Assignment ->
From the listing below, pick out each line with the word "IncomingInvite".

Task data ->
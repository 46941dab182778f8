//! 饭局流程服务层
//!
//! 管着三件事：一对一约饭的邀约流程、开放饭局的加入与退出、
//! 已确认饭局的展示状态（视角、知悉、退出确认）。
//! 同一时刻最多只有一场已确认饭局。

use chrono::Local;
use tracing::{debug, info};

use crate::lunch::dining::events::{EventParticipant, OpenEventBoard};
use crate::lunch::dining::models::{DiningSession, DiningView, Participant};
use crate::lunch::error::{CoreError, CoreResult};
use crate::lunch::friend::directory::FriendDirectory;
use crate::lunch::friend::models::{Friend, FriendStatus};
use crate::lunch::matching::is_group_dining;
use crate::lunch::profile::UserProfile;
use crate::lunch::status::StatusLifecycle;
use crate::lunch::types::{PREF_ANY, PREF_TBD};

/// 一对一邀约推进到哪一步
#[derive(Debug, Clone)]
pub enum DatingFlow {
    /// 没有进行中的邀约
    Idle,
    /// 选中了对象，停在确认页
    Confirming(Friend),
    /// 邀约已发出，等对方回应
    InviteSent(Friend),
    /// 收到对方发来的邀约
    IncomingInvite(Friend),
}

impl DatingFlow {
    fn friend(&self) -> Option<&Friend> {
        match self {
            DatingFlow::Idle => None,
            DatingFlow::Confirming(f)
            | DatingFlow::InviteSent(f)
            | DatingFlow::IncomingInvite(f) => Some(f),
        }
    }
}

/// 饭局流程服务
pub struct DiningService {
    flow: DatingFlow,
    session: Option<DiningSession>,
    view: DiningView,
    /// 退出饭局的确认挂起标记
    pending_exit: bool,
}

impl DiningService {
    pub fn new() -> Self {
        Self {
            flow: DatingFlow::Idle,
            session: None,
            view: DiningView::Mine,
            pending_exit: false,
        }
    }

    /// 选中一位好友，进入邀约确认
    pub fn initiate_date(&mut self, friend: Friend) {
        debug!("[Dining] 💡 选中约饭对象: {}", friend.nickname);
        self.flow = DatingFlow::Confirming(friend);
    }

    /// 把确认页上的邀约发出去
    pub fn send_invite(&mut self) -> CoreResult<()> {
        match std::mem::replace(&mut self.flow, DatingFlow::Idle) {
            DatingFlow::Confirming(f) => {
                info!("[Dining] 📡 已向 {} 发出约饭邀请", f.nickname);
                self.flow = DatingFlow::InviteSent(f);
                Ok(())
            }
            other => {
                self.flow = other;
                Err(CoreError::Validation("请先选择要邀请的好友".to_string()))
            }
        }
    }

    /// 对方发来的邀约进入流程
    pub fn receive_invite(&mut self, friend: Friend) {
        info!("[Dining] 📥 收到 {} 的约饭邀请", friend.nickname);
        self.flow = DatingFlow::IncomingInvite(friend);
    }

    /// 邀约被拒或自己放弃，流程归零
    pub fn decline_invite(&mut self) {
        self.flow = DatingFlow::Idle;
    }

    /// 双方谈妥，确认一对一饭局。
    /// 细节取对方发布的计划，对方没发布就用自己的偏好兜底
    pub fn confirm_pairwise(
        &mut self,
        directory: &mut FriendDirectory,
        status: &mut StatusLifecycle,
        me: Option<&UserProfile>,
    ) -> CoreResult<DiningSession> {
        let friend = self
            .flow
            .friend()
            .cloned()
            .ok_or_else(|| CoreError::Validation("没有待确认的约饭对象".to_string()))?;
        if self.session.is_some() {
            return Err(CoreError::Validation(
                "已有进行中的饭局，请先取消或退出".to_string(),
            ));
        }

        let final_plan = friend
            .lunch_plan
            .clone()
            .unwrap_or_else(|| status.details().clone());

        let entries = vec![
            EventParticipant {
                friend_id: None,
                role: "我".to_string(),
                is_self: true,
                name: None,
            },
            EventParticipant {
                friend_id: Some(friend.id.clone()),
                role: "朋友".to_string(),
                is_self: false,
                name: None,
            },
        ];
        let participants = resolve_participants(&entries, directory, me);

        let session = DiningSession {
            event_id: None,
            partner: Some(friend.clone()),
            food: or_fallback(&final_plan.food, PREF_ANY),
            time: or_fallback(&final_plan.time, PREF_TBD),
            location: or_fallback(&final_plan.location, PREF_TBD),
            size: or_fallback(&final_plan.size, "2人"),
            timestamp: Local::now().format("%H:%M").to_string(),
            is_group: is_group_dining(final_plan.size.as_str()),
            is_acknowledged: false,
            participants,
            title: format!("{} x {} 的饭局", my_nickname(me), friend.nickname),
        };

        status.clear_seeking();
        directory.flip_status(&friend.id, FriendStatus::Inactive);
        self.flow = DatingFlow::Idle;
        self.view = DiningView::Mine;
        self.pending_exit = false;
        self.session = Some(session.clone());

        info!("[Dining] ✅ 饭局已确认: {}", session.title);
        Ok(session)
    }

    /// 加入一场开放饭局。已加入过的再点一次是空操作，
    /// 没有任何好友在场的饭局不允许加入
    pub fn join_open_event(
        &mut self,
        event_id: &str,
        board: &mut OpenEventBoard,
        directory: &FriendDirectory,
        status: &mut StatusLifecycle,
        me: Option<&UserProfile>,
    ) -> CoreResult<Option<DiningSession>> {
        let event = board
            .get(event_id)
            .ok_or_else(|| CoreError::NotFound(format!("饭局不存在: {}", event_id)))?;
        if event.joined {
            debug!("[Dining] 已加入过饭局 {}，忽略", event_id);
            return Ok(None);
        }
        if !event.has_friend_of(directory) {
            return Err(CoreError::Validation(
                "这场饭局里没有你的好友".to_string(),
            ));
        }

        board.mark_joined(
            event_id,
            EventParticipant {
                friend_id: None,
                role: format!("{} 已加入", my_nickname(me)),
                is_self: true,
                name: None,
            },
        );
        // 重新取一遍，拿到带自己在内的参与者名单
        let joined = match board.get(event_id) {
            Some(e) => e.clone(),
            None => return Ok(None),
        };

        let session = DiningSession {
            event_id: Some(joined.id.clone()),
            partner: None,
            food: or_fallback(&joined.food, PREF_ANY),
            time: or_fallback(&joined.time, PREF_TBD),
            location: or_fallback(&joined.location, PREF_TBD),
            size: joined.size_preference.clone(),
            timestamp: Local::now().format("%H:%M").to_string(),
            is_group: is_group_dining(&joined),
            // 拼桌进来的局不需要再走知悉流程
            is_acknowledged: true,
            participants: resolve_participants(&joined.participants, directory, me),
            title: or_fallback(&joined.title, "好友饭局"),
        };

        status.clear_seeking();
        self.view = DiningView::Mine;
        self.pending_exit = false;
        self.session = Some(session.clone());

        info!("[Dining] 👥 已加入开放饭局: {}", session.title);
        Ok(Some(session))
    }

    /// 对方视角确认"知道了"。多人拼桌的局生来已知悉，调了也不变
    pub fn acknowledge(&mut self) -> CoreResult<()> {
        let session = self
            .session
            .as_mut()
            .ok_or_else(|| CoreError::Validation("当前没有饭局".to_string()))?;
        if session.is_group {
            return Ok(());
        }
        session.is_acknowledged = true;
        self.view = DiningView::Mine;
        Ok(())
    }

    /// 在自己与对方视角之间切换，仅限一对一饭局
    pub fn toggle_view(&mut self) -> CoreResult<DiningView> {
        let session = self
            .session
            .as_ref()
            .ok_or_else(|| CoreError::Validation("当前没有饭局".to_string()))?;
        if session.is_group {
            return Err(CoreError::Validation("多人饭局没有对方视角".to_string()));
        }
        self.view = match self.view {
            DiningView::Mine => DiningView::Partner,
            DiningView::Partner => DiningView::Mine,
        };
        Ok(self.view)
    }

    /// 取消饭局，必须给出非空原因。
    /// 一对一的对方恢复求约饭；开放饭局的加入标记不在这里恢复
    pub fn cancel(
        &mut self,
        directory: &mut FriendDirectory,
        reason: &str,
    ) -> CoreResult<DiningSession> {
        let Some(session) = self.session.take() else {
            return Err(CoreError::Validation("当前没有饭局".to_string()));
        };
        if reason.trim().is_empty() {
            self.session = Some(session);
            return Err(CoreError::Validation("请填写取消原因".to_string()));
        }

        if let Some(partner) = &session.partner {
            directory.flip_status(&partner.id, FriendStatus::Active);
        }
        self.view = DiningView::Mine;
        self.pending_exit = false;

        info!("[Dining] 🛑 饭局已取消: {} (原因: {})", session.title, reason);
        Ok(session)
    }

    /// 发起退出，等待确认
    pub fn request_exit(&mut self) -> CoreResult<()> {
        if self.session.is_none() {
            return Err(CoreError::Validation("当前没有饭局".to_string()));
        }
        self.pending_exit = true;
        Ok(())
    }

    /// 放弃退出
    pub fn dismiss_exit(&mut self) {
        self.pending_exit = false;
    }

    /// 确认退出。对方恢复求约饭，来源饭局恢复可加入
    pub fn confirm_exit(
        &mut self,
        directory: &mut FriendDirectory,
        board: &mut OpenEventBoard,
    ) -> CoreResult<DiningSession> {
        if !self.pending_exit {
            return Err(CoreError::Validation("退出饭局需要先确认".to_string()));
        }
        let session = self
            .session
            .take()
            .ok_or_else(|| CoreError::Validation("当前没有饭局".to_string()))?;

        if let Some(partner) = &session.partner {
            directory.flip_status(&partner.id, FriendStatus::Active);
        }
        if let Some(event_id) = &session.event_id {
            board.reset_joined(event_id);
        }
        self.view = DiningView::Mine;
        self.pending_exit = false;

        info!("[Dining] 👋 已退出饭局: {}", session.title);
        Ok(session)
    }

    pub fn session(&self) -> Option<&DiningSession> {
        self.session.as_ref()
    }

    pub fn flow(&self) -> &DatingFlow {
        &self.flow
    }

    pub fn view(&self) -> DiningView {
        self.view
    }

    pub fn exit_pending(&self) -> bool {
        self.pending_exit
    }
}

impl Default for DiningService {
    fn default() -> Self {
        Self::new()
    }
}

fn my_nickname(me: Option<&UserProfile>) -> String {
    me.map(|p| p.nickname.clone())
        .filter(|n| !n.is_empty())
        .unwrap_or_else(|| "我".to_string())
}

fn or_fallback(value: &str, fallback: &str) -> String {
    if value.is_empty() {
        fallback.to_string()
    } else {
        value.to_string()
    }
}

/// 把参与者条目解析成可渲染的名单：
/// 自己固定用翠绿色；好友查名册；都查不到按嘉宾处理，
/// 没有资料的条目用 guest-下标 当占位 ID
fn resolve_participants(
    entries: &[EventParticipant],
    directory: &FriendDirectory,
    me: Option<&UserProfile>,
) -> Vec<Participant> {
    entries
        .iter()
        .enumerate()
        .map(|(idx, entry)| {
            let profile = entry.friend_id.as_deref().and_then(|id| directory.get(id));
            let nickname = if entry.is_self {
                my_nickname(me)
            } else {
                profile
                    .map(|f| f.nickname.clone())
                    .or_else(|| entry.name.clone())
                    .filter(|n| !n.is_empty())
                    .unwrap_or_else(|| "嘉宾".to_string())
            };
            let avatar_color = if entry.is_self {
                "bg-emerald-500".to_string()
            } else {
                profile
                    .map(|f| f.avatar_color.clone())
                    .filter(|c| !c.is_empty())
                    .unwrap_or_else(|| "bg-gray-300".to_string())
            };
            Participant {
                id: profile
                    .map(|f| f.id.clone())
                    .unwrap_or_else(|| format!("guest-{}", idx)),
                nickname,
                avatar_color,
                role: entry.role.clone(),
            }
        })
        .collect()
}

Solution below ->
    IncomingInvite(Friend),
            | DatingFlow::IncomingInvite(f) => Some(f),
        self.flow = DatingFlow::IncomingInvite(friend);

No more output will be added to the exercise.